2. The general optimization method for 3D printing sugar-reduced foods according to claim 1, characterized in that, In step S1, the porosity P is measured by Micro-CT scanning, and its value ranges from 20% to 40%; the odor concentration C ranges from 0.2% to 0.8%; and the optimization target of the sensory evaluation index S is not less than 7 points.

3. The general optimization method for 3D printing sugar-reduced foods according to claim 1, characterized in that, In step S3, the preset constraint range includes: porosity P ≤ 40% and odor concentration C ≤ 0.8%.

4. The general optimization method for 3D printing sugar-reduced foods according to claim 2, characterized in that, In step S3, the optimal parameter combination specifically involves: substituting the pre-set sucrose reduction value (Suc) into the quantification model to obtain a binary relationship between the sensory evaluation index S, porosity P, and odor concentration C; under the constraints of sensory evaluation index S ≥ 7 points, porosity P ≤ 40%, and odor concentration C ≤ 0.8%, finding the combination of porosity P and odor concentration C that maximizes the sensory evaluation index S value through calculation.

5. The general optimization method for 3D printing sugar-reduced foods according to claim 1, characterized in that, In step S4, "verifying the stability of its sensory evaluation index S" means that at least 10 samples are prepared in batches according to the optimal combination, and the average value of its sensory score S fluctuates no more than ±0.2 points from the predicted value in step S2 or S3.

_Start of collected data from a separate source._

use crate::{
    config::HostConfig,
    heap::Heap,
    probe::Capabilities,
    registry::Implementation,
    suite::{run_suite, SuiteOptions},
};
use clap::Parser;
use std::process::ExitCode;
use tokio::{runtime, task::LocalSet};
use tracing_subscriber::EnvFilter;

pub mod config;
pub mod error;
pub mod harness;
pub mod heap;
pub mod probe;
pub mod registry;
pub mod suite;

pub use error::{Error, Result};

#[derive(Parser, Debug)]
#[command(
    author,
    version,
    about = "Conformance checks for weak reference and finalization implementations"
)]
pub struct Args {
    /// Implementation to check; every available one when omitted.
    #[arg(short, long, value_enum)]
    pub implementation: Option<Implementation>,
    /// Milliseconds to wait for a collection before giving up.
    #[arg(short, long, default_value_t = 50)]
    pub timeout_ms: u64,
    /// Collections an unreachable registered object survives before it is reclaimed.
    #[arg(short, long, value_parser = clap::value_parser!(u32).range(1..))]
    pub survivor_passes: Option<u32>,
    /// Keep collecting once per task turn instead of collecting once.
    #[arg(short, long)]
    pub aggressive: bool,
    /// Cap on collections per observation in aggressive mode.
    #[arg(long, requires = "aggressive")]
    pub max_passes: Option<u32>,
    /// Behave as a host that does not expose a manual GC trigger.
    #[arg(long)]
    pub hide_gc: bool,
}

impl Args {
    /// Whether any flag changes the host configuration read from the environment.
    fn overrides_host(&self) -> bool {
        self.survivor_passes.is_some() || self.hide_gc
    }

    fn host_config(&self) -> Result<HostConfig> {
        let mut config = HostConfig::from_env()?;
        if let Some(passes) = self.survivor_passes {
            config = config.with_survivor_passes(passes);
        }
        if self.hide_gc {
            config.expose_gc = false;
        }
        Ok(config)
    }
}

pub fn run_cli() -> ExitCode {
    let args = Args::parse();

    tracing_subscriber::fmt()
        .with_env_filter(EnvFilter::from_default_env())
        .with_writer(std::io::stderr)
        .init();

    match run(&args) {
        Ok(true) => ExitCode::SUCCESS,
        Ok(false) => ExitCode::FAILURE,
        Err(e) => {
            eprintln!("error: {e}");
            ExitCode::from(2)
        }
    }
}

fn run(args: &Args) -> Result<bool> {
    let config = args.host_config()?;
    let caps = if args.overrides_host() {
        Capabilities::probe(&config)
    } else {
        *Capabilities::detect()
    };
    let heap = Heap::new(config);

    let Some(gc) = heap.gc_trigger() else {
        println!("skipped: host does not expose a manual GC trigger");
        return Ok(true);
    };
    let implementations = match args.implementation {
        Some(implementation) => vec![caps.require(implementation)?],
        None => caps.available().collect(),
    };
    if implementations.is_empty() {
        return Err(Error::ImplementationNotAvailable);
    }

    let options = SuiteOptions {
        timeout_ms: args.timeout_ms,
        aggressive: args.aggressive,
        max_passes: args.max_passes,
    };
    let runtime = runtime::Builder::new_current_thread()
        .enable_time()
        .build()
        .map_err(|e| Error::Runtime(e.to_string()))?;

    let outcomes = runtime.block_on(LocalSet::new().run_until(async {
        let mut outcomes = Vec::new();
        for implementation in implementations {
            outcomes.extend(run_suite(&heap, gc.clone(), implementation, &options).await?);
        }
        Ok::<_, Error>(outcomes)
    }))?;

    for outcome in &outcomes {
        let status = if outcome.passed { "PASS" } else { "FAIL" };
        println!("{status} {:<6} {}", outcome.implementation, outcome.name);
    }
    let stats = heap.stats();
    println!(
        "{} collections, {} finalized, {} resurrections ({} survivor passes)",
        stats.collections,
        stats.finalized,
        stats.resurrections,
        heap.config().survivor_passes
    );

    Ok(outcomes.iter().all(|o| o.passed))
}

6. The general optimization method for 3D printing sugar-reduced foods according to claim 1, characterized in that, The food product is chocolate, and the reduction in sucrose (Suc) is 35%.

7. The general optimization method for 3D printing sugar-reduced foods according to claim 1 or 2, characterized in that, Step S2 specifically includes: S21. Experimental Design: The orthogonal experimental method was adopted, and the reduction in sucrose Suc, as well as multiple porosities P and odor concentrations C were pre-set. The experimental scheme was designed using an L9(3^3) orthogonal array. S22. Perform experiments and collect data: Prepare 3D printed sugar-reduced food samples according to the experimental plan, and measure the actual values ​​of porosity P, odor concentration C, sucrose reduction Suc, and sensory evaluation index S for each group of samples. S23. Model Fitting and Validation: The collected data are subjected to multiple linear regression analysis using statistical analysis tools to obtain the fitted quantitative model S=a·P+b·C+c·Suc+d.

8. The general optimization method for 3D printing sugar-reduced foods according to claim 7, characterized in that, In step S23, the determination coefficient R² of the model is calculated. If R² ≥ 0.9, the model is deemed reliable.

9. The general optimization method for 3D printing sugar-reduced foods according to claim 7, characterized in that, In step S23, the statistical analysis tool is SPSS software, and its linear regression function is used for fitting.

10. The general optimization method for 3D printing sugar-reduced foods according to claim 7, characterized in that, The optimal parameter combination obtained by the method described above is: porosity P = 40% ± 0.5%, odor concentration C = 0.8% ± 0.02%, and the corresponding sensory evaluation index S is 8.0-8.2 points.